Each line below with the string "axum" should be copied.

[Opening THE INPUT section]

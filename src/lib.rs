//! slugdl — queue-driven downloader for slug-identified content.

pub mod config;
pub mod error;
pub mod event;
pub mod fetch;
pub mod runner;
pub mod server;
pub mod store;
pub mod task;
pub mod taskq;
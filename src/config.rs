//! Configuration types.

use std::path::PathBuf;

use crate::error::ConfigError;

/// Downloader configuration.
#[derive(Debug, Clone)]
pub struct Config {
    /// Address the HTTP/WS server binds to.
    pub bind_addr: String,
    /// Maximum number of downloads running at the same time.
    pub max_concurrent: usize,
    /// Directory for finished downloads.
    pub download_dir: PathBuf,
    /// Scratch directory for in-flight downloads.
    pub temp_dir: PathBuf,
    /// Path of the task database. `None` keeps everything in memory.
    pub db_path: Option<PathBuf>,
}

impl Default for Config {
    fn default() -> Self {
        Self {
            bind_addr: "127.0.0.1:5522".to_string(),
            max_concurrent: 2,
            download_dir: PathBuf::from("./downloads"),
            temp_dir: std::env::temp_dir().join("slugdl"),
            db_path: Some(PathBuf::from("./data/slugdl.db")),
        }
    }
}

impl Config {
    /// Build a config from `SLUGDL_*` environment variables, falling back
    /// to defaults for anything unset.
    pub fn from_env() -> Result<Self, ConfigError> {
        let mut cfg = Self::default();

        if let Ok(addr) = std::env::var("SLUGDL_BIND_ADDR") {
            cfg.bind_addr = addr;
        }

        if let Ok(raw) = std::env::var("SLUGDL_MAX_CONCURRENT") {
            let n: usize = raw.parse().map_err(|_| ConfigError::InvalidValue {
                key: "SLUGDL_MAX_CONCURRENT".to_string(),
                message: format!("expected a positive integer, got {raw:?}"),
            })?;
            if n == 0 {
                return Err(ConfigError::InvalidValue {
                    key: "SLUGDL_MAX_CONCURRENT".to_string(),
                    message: "must be at least 1".to_string(),
                });
            }
            cfg.max_concurrent = n;
        }

        if let Ok(dir) = std::env::var("SLUGDL_DOWNLOAD_DIR") {
            cfg.download_dir = PathBuf::from(dir);
        }

        if let Ok(dir) = std::env::var("SLUGDL_TEMP_DIR") {
            cfg.temp_dir = PathBuf::from(dir);
        }

        match std::env::var("SLUGDL_DB_PATH") {
            Ok(path) if path.is_empty() || path == ":memory:" => cfg.db_path = None,
            Ok(path) => cfg.db_path = Some(PathBuf::from(path)),
            Err(_) => {}
        }

        Ok(cfg)
    }

    /// Ensure the download and temp directories exist.
    pub fn ensure_dirs(&self) -> Result<(), ConfigError> {
        std::fs::create_dir_all(&self.download_dir)?;
        std::fs::create_dir_all(&self.temp_dir)?;
        Ok(())
    }
}
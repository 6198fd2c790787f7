//! WebSocket push for real-time task sync.
//!
//! Each client receives a full snapshot on connect, then a stream of
//! task events. A client that falls behind the broadcast channel gets
//! a fresh snapshot instead of the dropped events.

use axum::extract::State;
use axum::extract::ws::{Message, WebSocket, WebSocketUpgrade};
use axum::response::IntoResponse;
use serde::Serialize;
use tokio::sync::broadcast;
use tracing::{debug, info, warn};

use super::{AppState, TaskView};

#[derive(Serialize)]
#[serde(tag = "type", rename_all = "snake_case")]
enum WsPush {
    Sync { tasks: Vec<TaskView> },
}

pub(super) async fn ws_handler(
    ws: WebSocketUpgrade,
    State(state): State<AppState>,
) -> impl IntoResponse {
    info!("WebSocket client connecting");
    ws.on_upgrade(|socket| handle_socket(socket, state))
}

async fn handle_socket(mut socket: WebSocket, state: AppState) {
    info!("WebSocket client connected");

    // Subscribe before the snapshot so no event can fall in between.
    let mut rx = state.broker.subscribe();

    if !send_sync(&mut socket, &state).await {
        return;
    }

    loop {
        tokio::select! {
            result = rx.recv() => {
                match result {
                    Ok(event) => {
                        if let Ok(json) = serde_json::to_string(&event) {
                            if socket.send(Message::Text(json.into())).await.is_err() {
                                debug!("WS client disconnected during send");
                                break;
                            }
                        }
                    }
                    Err(broadcast::error::RecvError::Lagged(n)) => {
                        warn!(missed = n, "WS client lagged behind broadcast, re-syncing");
                        if !send_sync(&mut socket, &state).await {
                            break;
                        }
                    }
                    Err(broadcast::error::RecvError::Closed) => {
                        debug!("Event broker closed");
                        break;
                    }
                }
            }

            result = socket.recv() => {
                match result {
                    Some(Ok(Message::Ping(data))) => {
                        if socket.send(Message::Pong(data)).await.is_err() {
                            break;
                        }
                    }
                    Some(Ok(Message::Close(_))) | None => {
                        info!("WebSocket client disconnected");
                        break;
                    }
                    Some(Err(e)) => {
                        warn!(error = %e, "WebSocket error");
                        break;
                    }
                    _ => {}
                }
            }
        }
    }

    info!("WebSocket connection closed");
}

/// Send the full task list. Returns false if the client is gone.
async fn send_sync(socket: &mut WebSocket, state: &AppState) -> bool {
    let tasks = state
        .runner
        .list()
        .await
        .into_iter()
        .map(TaskView::from)
        .collect();

    match serde_json::to_string(&WsPush::Sync { tasks }) {
        Ok(json) => socket.send(Message::Text(json.into())).await.is_ok(),
        Err(e) => {
            warn!(error = %e, "Failed to serialize task sync");
            true
        }
    }
}
//! Backend-agnostic persistence trait for durable task records.

use async_trait::async_trait;
use chrono::{DateTime, Utc};

use crate::error::StoreError;
use crate::task::{TaskId, TaskSnapshot};
use crate::taskq::CompletionState;

/// A durable task record: the serializable task view plus its lifecycle
/// state and last-write timestamp.
#[derive(Debug, Clone)]
pub struct TaskRecord {
    pub snapshot: TaskSnapshot,
    pub state: CompletionState,
    pub updated_at: DateTime<Utc>,
}

impl TaskRecord {
    pub fn new(snapshot: TaskSnapshot, state: CompletionState) -> Self {
        Self {
            snapshot,
            state,
            updated_at: Utc::now(),
        }
    }

    pub fn id(&self) -> &TaskId {
        &self.snapshot.id
    }
}

/// Durable task storage.
///
/// Writes for one task identity are serialized by the runner's terminal
/// path, so backends need no per-record locking beyond their own
/// connection discipline.
#[async_trait]
pub trait TaskStore: Send + Sync {
    async fn insert(&self, record: &TaskRecord) -> Result<(), StoreError>;

    async fn get(&self, id: &TaskId) -> Result<Option<TaskRecord>, StoreError>;

    async fn get_all(&self) -> Result<Vec<TaskRecord>, StoreError>;

    async fn get_all_with_state(
        &self,
        state: CompletionState,
    ) -> Result<Vec<TaskRecord>, StoreError>;

    /// Upsert: records that disappeared underneath us (e.g. a pruned DB)
    /// are re-created rather than erroring.
    async fn update(&self, record: &TaskRecord) -> Result<(), StoreError>;

    async fn remove(&self, id: &TaskId) -> Result<(), StoreError>;

    async fn count(&self) -> Result<usize, StoreError>;

    async fn count_from_state(&self, state: CompletionState) -> Result<usize, StoreError>;

    /// Delete every record.
    async fn drop_all(&self) -> Result<(), StoreError>;
}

[Closing THE INPUT section]

◆ SOLUTION FOR THIS EXERCISE ◆
use axum::extract::State;
use axum::extract::ws::{Message, WebSocket, WebSocketUpgrade};
use axum::response::IntoResponse;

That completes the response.